* The problem:
Produce exactly the lines starting at the one containing "let formatter = config.currency_formatter()?;" and ending at the last line of the material, with nothing added.

===== Task input

use std::{error::Error, fs, path::PathBuf};

use clap::{Parser, Subcommand, ValueEnum};
use time::{Date, macros::format_description};

use finance_dashboard::{
    ChartMode, DashboardConfig, RawTransaction, TransactionType,
    backend::{JsonFileStore, TransactionStore, parse_extraction_reply},
    calculate_insights,
    config::{DEFAULT_CHART_DAYS, DEFAULT_CURRENCY_SYMBOL, DEFAULT_RECENT_COUNT},
    dashboard::render_text_report,
    logging::setup_logging,
    summarize,
};

/// Summarize and edit a personal finance transactions file.
#[derive(Parser, Debug)]
#[command(version, about, long_about = None)]
struct Args {
    /// File path to the JSON transactions file.
    #[arg(long)]
    transactions: PathBuf,

    /// The canonical timezone to group dates in, e.g. "Asia/Kolkata".
    /// Defaults to the system's local time.
    #[arg(long)]
    timezone: Option<String>,

    /// The number of most recent days to show in the daily chart.
    #[arg(long, default_value_t = DEFAULT_CHART_DAYS)]
    chart_days: usize,

    /// The number of latest transactions to list.
    #[arg(long, default_value_t = DEFAULT_RECENT_COUNT)]
    recent: usize,

    /// The currency symbol to show in front of amounts.
    #[arg(long, default_value = DEFAULT_CURRENCY_SYMBOL)]
    currency: String,

    /// Also append debug logs to this file.
    #[arg(long)]
    log_file: Option<PathBuf>,

    #[command(subcommand)]
    command: Command,
}

#[derive(Subcommand, Debug)]
enum Command {
    /// Print the dashboard summary.
    Summary {
        /// Which transactions to show in the daily chart.
        #[arg(long, value_enum, default_value_t = Mode::Expenses)]
        mode: Mode,

        /// Print the summary as JSON instead of text.
        #[arg(long)]
        json: bool,
    },
    /// Add a transaction.
    Add {
        /// The amount of money.
        #[arg(long, allow_hyphen_values = true)]
        amount: f64,

        /// Whether the money was earned or spent.
        #[arg(long = "type", value_enum, default_value_t = Kind::Expense)]
        kind: Kind,

        /// Who the money was paid to or received from.
        #[arg(long, default_value = "")]
        merchant: String,

        /// The spending or income category.
        #[arg(long, default_value = "")]
        category: String,

        /// The date as YYYY-MM-DD. Defaults to today.
        #[arg(long, value_parser = parse_date)]
        date: Option<Date>,
    },
    /// Add an expense from the JSON reply of a bill-extraction model.
    ImportBill {
        /// File path to the saved reply text.
        #[arg(long)]
        reply: PathBuf,
    },
    /// Delete a transaction.
    Delete {
        /// The ID of the transaction to delete.
        #[arg(long)]
        id: i64,
    },
}

#[derive(ValueEnum, Debug, Clone, Copy)]
enum Mode {
    All,
    Expenses,
}

impl From<Mode> for ChartMode {
    fn from(value: Mode) -> Self {
        match value {
            Mode::All => ChartMode::All,
            Mode::Expenses => ChartMode::Expenses,
        }
    }
}

#[derive(ValueEnum, Debug, Clone, Copy)]
enum Kind {
    Income,
    Expense,
}

impl From<Kind> for TransactionType {
    fn from(value: Kind) -> Self {
        match value {
            Kind::Income => TransactionType::Income,
            Kind::Expense => TransactionType::Expense,
        }
    }
}

fn parse_date(text: &str) -> Result<Date, String> {
    Date::parse(text, format_description!("[year]-[month]-[day]"))
        .map_err(|error| format!("expected a date as YYYY-MM-DD: {error}"))
}

fn main() -> Result<(), Box<dyn Error>> {
    let args = Args::parse();

    setup_logging(args.log_file.as_deref())?;

    let config = DashboardConfig {
        timezone: args.timezone,
        chart_days: args.chart_days,
        recent_count: args.recent,
        currency_symbol: args.currency,
    };
    let normalizer = config.normalizer()?;
    let formatter = config.currency_formatter()?;
    let today = normalizer.zone().today();

    let mut store = JsonFileStore::new(args.transactions);
    tracing::debug!("using transactions file {}", store.path().display());

    match args.command {
        Command::Summary { mode, json } => {
            let records = store.list()?;
            let transactions = normalizer.normalize_all(&records);
            let insights = calculate_insights(&transactions, today, &formatter);
            let summary = summarize(&transactions, Some(insights), &config);

            if json {
                println!("{}", serde_json::to_string_pretty(&summary)?);
            } else {
                print!("{}", render_text_report(&summary, mode.into(), &formatter));
            }
        }
        Command::Add {
            amount,
            kind,
            merchant,
            category,
            date,
        } => {
            let kind = TransactionType::from(kind);
            let record = RawTransaction::new()
                .with("date", date.unwrap_or(today).to_string())
                .with("merchant", merchant)
                .with("category", category)
                .with("amount", amount)
                .with("type", kind.as_str());

            let created = store.create(record)?;
            println!("Added transaction {}", created.id().unwrap_or_default());
        }
        Command::ImportBill { reply } => {
            let bill = parse_extraction_reply(&fs::read_to_string(reply)?)?;
            let amount = formatter.format(bill.total_amount);
            let merchant = bill.merchant.clone();

            let created = store.create(bill.into_record())?;
            println!(
                "Added {amount} at {merchant} as transaction {}",
                created.id().unwrap_or_default()
            );
        }
        Command::Delete { id } => {
            store.delete(id)?;
            println!("Deleted transaction {id}");
        }
    }

    Ok(())
}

==========

* Result below:
    let formatter = config.currency_formatter()?;
    let today = normalizer.zone().today();

    let mut store = JsonFileStore::new(args.transactions);
    tracing::debug!("using transactions file {}", store.path().display());

    match args.command {
        Command::Summary { mode, json } => {
            let records = store.list()?;
            let transactions = normalizer.normalize_all(&records);
            let insights = calculate_insights(&transactions, today, &formatter);
            let summary = summarize(&transactions, Some(insights), &config);

            if json {
                println!("{}", serde_json::to_string_pretty(&summary)?);
            } else {
                print!("{}", render_text_report(&summary, mode.into(), &formatter));
            }
        }
        Command::Add {
            amount,
            kind,
            merchant,
            category,
            date,
        } => {
            let kind = TransactionType::from(kind);
            let record = RawTransaction::new()
                .with("date", date.unwrap_or(today).to_string())
                .with("merchant", merchant)
                .with("category", category)
                .with("amount", amount)
                .with("type", kind.as_str());

            let created = store.create(record)?;
            println!("Added transaction {}", created.id().unwrap_or_default());
        }
        Command::ImportBill { reply } => {
            let bill = parse_extraction_reply(&fs::read_to_string(reply)?)?;
            let amount = formatter.format(bill.total_amount);
            let merchant = bill.merchant.clone();

            let created = store.create(bill.into_record())?;
            println!(
                "Added {amount} at {merchant} as transaction {}",
                created.id().unwrap_or_default()
            );
        }
        Command::Delete { id } => {
            store.delete(id)?;
            println!("Deleted transaction {id}");
        }
    }

    Ok(())
}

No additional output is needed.